Real estate development is essential to New York’s tax base, but there’s undoubtedly a need to keep certain areas available for industrial uses. Often, the same people desperate for affordable housing need inexpensive industrial spaces to start small businesses, such as 4-pli, a design-build firm on the edge of Greenpoint, Brooklyn, where a Michigan expat runs a CNC mill out of a warehouse with a group of recent architecture graduates and works with upstart furniture makers and architects such as SHoP to build their computer-generated designs.
“New York still has the most diverse population imaginable,” says Adam Friedman, executive director of NYIRN. “There are people from hundreds of countries in New York—people of tremendously varying skills and interests. That diversity is one of our greatest strengths. It’s what stimulates ideas and new products. But to maintain that diversity and to provide employment and entrepreneurial opportunities, you need a diverse set of jobs and businesses. In manufacturing, a huge part of the workforce is immigrants and many haven’t completed high school, and yet they have well-paying jobs.”

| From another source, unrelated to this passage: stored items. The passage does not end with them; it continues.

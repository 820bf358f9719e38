use std::collections::HashMap;

use serde::{Deserialize, Serialize};
use thiserror::Error;

// ============================================================================
// Error Types
// ============================================================================

/// Errors raised while loading or validating content.
#[derive(Debug, Error)]
pub enum ContentError {
    #[error("failed to read content file: {0}")]
    Io(#[from] std::io::Error),

    #[error("invalid content JSON in '{file}': {source}")]
    Parse {
        file: String,
        #[source]
        source: serde_json::Error,
    },

    /// Item ids are used as overlay map keys, so they must be unique within a
    /// subject.
    #[error("duplicate item id '{id}' in subject '{subject}'")]
    DuplicateId { subject: String, id: String },

    #[error("duplicate subject id '{0}'")]
    DuplicateSubject(String),
}

// ============================================================================
// Content Entities
// ============================================================================
//
// The content tree is authored externally and read-only at runtime. Nothing
// in the core mutates these structs; all user-visible change lives in the
// overlay (state::types::ItemState).

#[derive(Debug, Clone, Serialize, Deserialize)]
pub struct Subject {
    pub id: String,
    pub title: String,
    #[serde(default)]
    pub description: String,
    #[serde(default)]
    pub topics: Vec<Topic>,
}

#[derive(Debug, Clone, Serialize, Deserialize)]
pub struct Topic {
    pub id: String,
    pub title: String,
    #[serde(default)]
    pub description: String,
    #[serde(default)]
    pub lessons: Vec<Lesson>,
}

#[derive(Debug, Clone, Serialize, Deserialize)]
pub struct Lesson {
    pub id: String,
    pub title: String,
    #[serde(default)]
    pub objectives: Vec<Objective>,
    #[serde(default)]
    pub sections: Vec<Section>,
}

/// Leaf trackable item.
#[derive(Debug, Clone, Serialize, Deserialize)]
pub struct Objective {
    pub id: String,
    pub text: String,
}

/// A content page inside a lesson. Opaque to the state core: sections are
/// rendered by the presentation layer and never counted or mutated.
#[derive(Debug, Clone, Serialize, Deserialize)]
#[serde(tag = "kind", rename_all = "lowercase")]
pub enum Section {
    Text {
        title: String,
        body: String,
    },
    Image {
        title: String,
        source: String,
        #[serde(default)]
        caption: String,
    },
    Quiz {
        title: String,
        questions: Vec<QuizQuestion>,
    },
    Flashcards {
        title: String,
        cards: Vec<Flashcard>,
    },
}

#[derive(Debug, Clone, Serialize, Deserialize)]
pub struct QuizQuestion {
    pub prompt: String,
    pub choices: Vec<String>,
    /// Index into `choices`.
    pub answer: usize,
}

#[derive(Debug, Clone, Serialize, Deserialize)]
pub struct Flashcard {
    pub front: String,
    pub back: String,
}

// ============================================================================
// Content Index
// ============================================================================

/// Which level of the tree an id belongs to.
#[derive(Debug, Clone, Copy, PartialEq, Eq)]
pub enum ItemLevel {
    Topic,
    Lesson,
    Objective,
}

/// Per-subject id lookup built once at load time.
///
/// Validates the uniqueness invariant (every id is an overlay map key) and
/// answers the two questions the controller asks on every action: does this
/// id exist at the expected level, and which lesson owns this objective.
#[derive(Debug, Clone)]
pub struct ContentIndex {
    levels: HashMap<String, ItemLevel>,
    lesson_of_objective: HashMap<String, String>,
    topic_of_lesson: HashMap<String, String>,
}

impl ContentIndex {
    pub fn build(subject: &Subject) -> Result<Self, ContentError> {
        let mut levels = HashMap::new();
        let mut lesson_of_objective = HashMap::new();
        let mut topic_of_lesson = HashMap::new();

        let mut insert = |id: &str, level: ItemLevel| -> Result<(), ContentError> {
            if levels.insert(id.to_owned(), level).is_some() {
                return Err(ContentError::DuplicateId {
                    subject: subject.id.clone(),
                    id: id.to_owned(),
                });
            }
            Ok(())
        };

        for topic in &subject.topics {
            insert(&topic.id, ItemLevel::Topic)?;
            for lesson in &topic.lessons {
                insert(&lesson.id, ItemLevel::Lesson)?;
                topic_of_lesson.insert(lesson.id.clone(), topic.id.clone());
                for objective in &lesson.objectives {
                    insert(&objective.id, ItemLevel::Objective)?;
                    lesson_of_objective.insert(objective.id.clone(), lesson.id.clone());
                }
            }
        }

        Ok(Self {
            levels,
            lesson_of_objective,
            topic_of_lesson,
        })
    }

    pub fn level_of(&self, id: &str) -> Option<ItemLevel> {
        self.levels.get(id).copied()
    }

    /// The lesson that owns an objective.
    pub fn lesson_of_objective(&self, objective_id: &str) -> Option<&str> {
        self.lesson_of_objective.get(objective_id).map(String::as_str)
    }

    /// The topic that owns a lesson.
    pub fn topic_of_lesson(&self, lesson_id: &str) -> Option<&str> {
        self.topic_of_lesson.get(lesson_id).map(String::as_str)
    }
}

#[cfg(test)]
mod tests {
    use super::*;

    fn subject() -> Subject {
        serde_json::from_value(serde_json::json!({
            "id": "algebra",
            "title": "Algebra",
            "topics": [{
                "id": "t1",
                "title": "Linear equations",
                "lessons": [{
                    "id": "l1",
                    "title": "Slope",
                    "objectives": [
                        {"id": "o1", "text": "Define slope"},
                        {"id": "o2", "text": "Compute slope from two points"}
                    ],
                    "sections": [
                        {"kind": "text", "title": "Intro", "body": "..."},
                        {"kind": "quiz", "title": "Check", "questions": [
                            {"prompt": "2+2?", "choices": ["3", "4"], "answer": 1}
                        ]}
                    ]
                }]
            }]
        }))
        .unwrap()
    }

    #[test]
    fn index_resolves_levels_and_owners() {
        let index = ContentIndex::build(&subject()).unwrap();
        assert_eq!(index.level_of("t1"), Some(ItemLevel::Topic));
        assert_eq!(index.level_of("l1"), Some(ItemLevel::Lesson));
        assert_eq!(index.level_of("o2"), Some(ItemLevel::Objective));
        assert_eq!(index.level_of("nope"), None);
        assert_eq!(index.lesson_of_objective("o1"), Some("l1"));
        assert_eq!(index.topic_of_lesson("l1"), Some("t1"));
    }

    #[test]
    fn duplicate_ids_are_rejected() {
        let mut s = subject();
        s.topics[0].lessons[0].objectives[1].id = "o1".into();
        let err = ContentIndex::build(&s).unwrap_err();
        assert!(matches!(err, ContentError::DuplicateId { ref id, .. } if id == "o1"));
    }

    #[test]
    fn duplicate_across_levels_is_rejected() {
        let mut s = subject();
        s.topics[0].lessons[0].id = "t1".into();
        assert!(ContentIndex::build(&s).is_err());
    }

    #[test]
    fn sections_parse_as_tagged_enum() {
        let s = subject();
        let sections = &s.topics[0].lessons[0].sections;
        assert!(matches!(sections[0], Section::Text { .. }));
        assert!(matches!(sections[1], Section::Quiz { .. }));
    }
}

NYIRN provides manufacturers with real estate listings of properties zoned for industrial use, assists companies to reduce energy consumption and convert to renewable sources, and has an online database to help consumers and other businesses identify products—including sustainable ones—manufactured in the city (www.madeinnyc.org). In fact, the organization’s argument in favor of manufacturing is as much about the sustainability of new modes of production as it is about economic diversity and equal opportunity.
“NYIRN is driven by two goals: creating decent jobs and improving the environment,” Friedman says. “It seems strange that an organization working with manufacturers is also talking about environmental concerns, but that shows how much times have changed: economic development and environmentalism have merged. When you think of the core of economic growth, it comes from increasing productivity, and that means getting the most value out of your resources—the most output for your input. That’s the same guiding principle as environmentalism: getting the most out of your scarce resources.”
America is feeling vulnerable now, with the rising power of economies in the East, the unstable transition to a new economy, the weakness of the dollar, the uncontrollable trade deficit, massive government debt, uncertainty about energy resources, and the threat of climate change. The bottom line is that the country is shifting in a more sustainable direction, but not nearly fast enough. The sooner communities begin to understand the real challenges to manufacturing, rather than the imaginary phantoms conjured by demagogic electioneering, the better it will be for all of us. As creative destruction continues to work its sloppy and unevenly distributed magic, the time to reduce energy consumption, convert to alternative sources, prepare businesses to adapt to new technology, train workers for the jobs that are emerging from it, and plan locally for what will continue to be an economic roller coaster is now.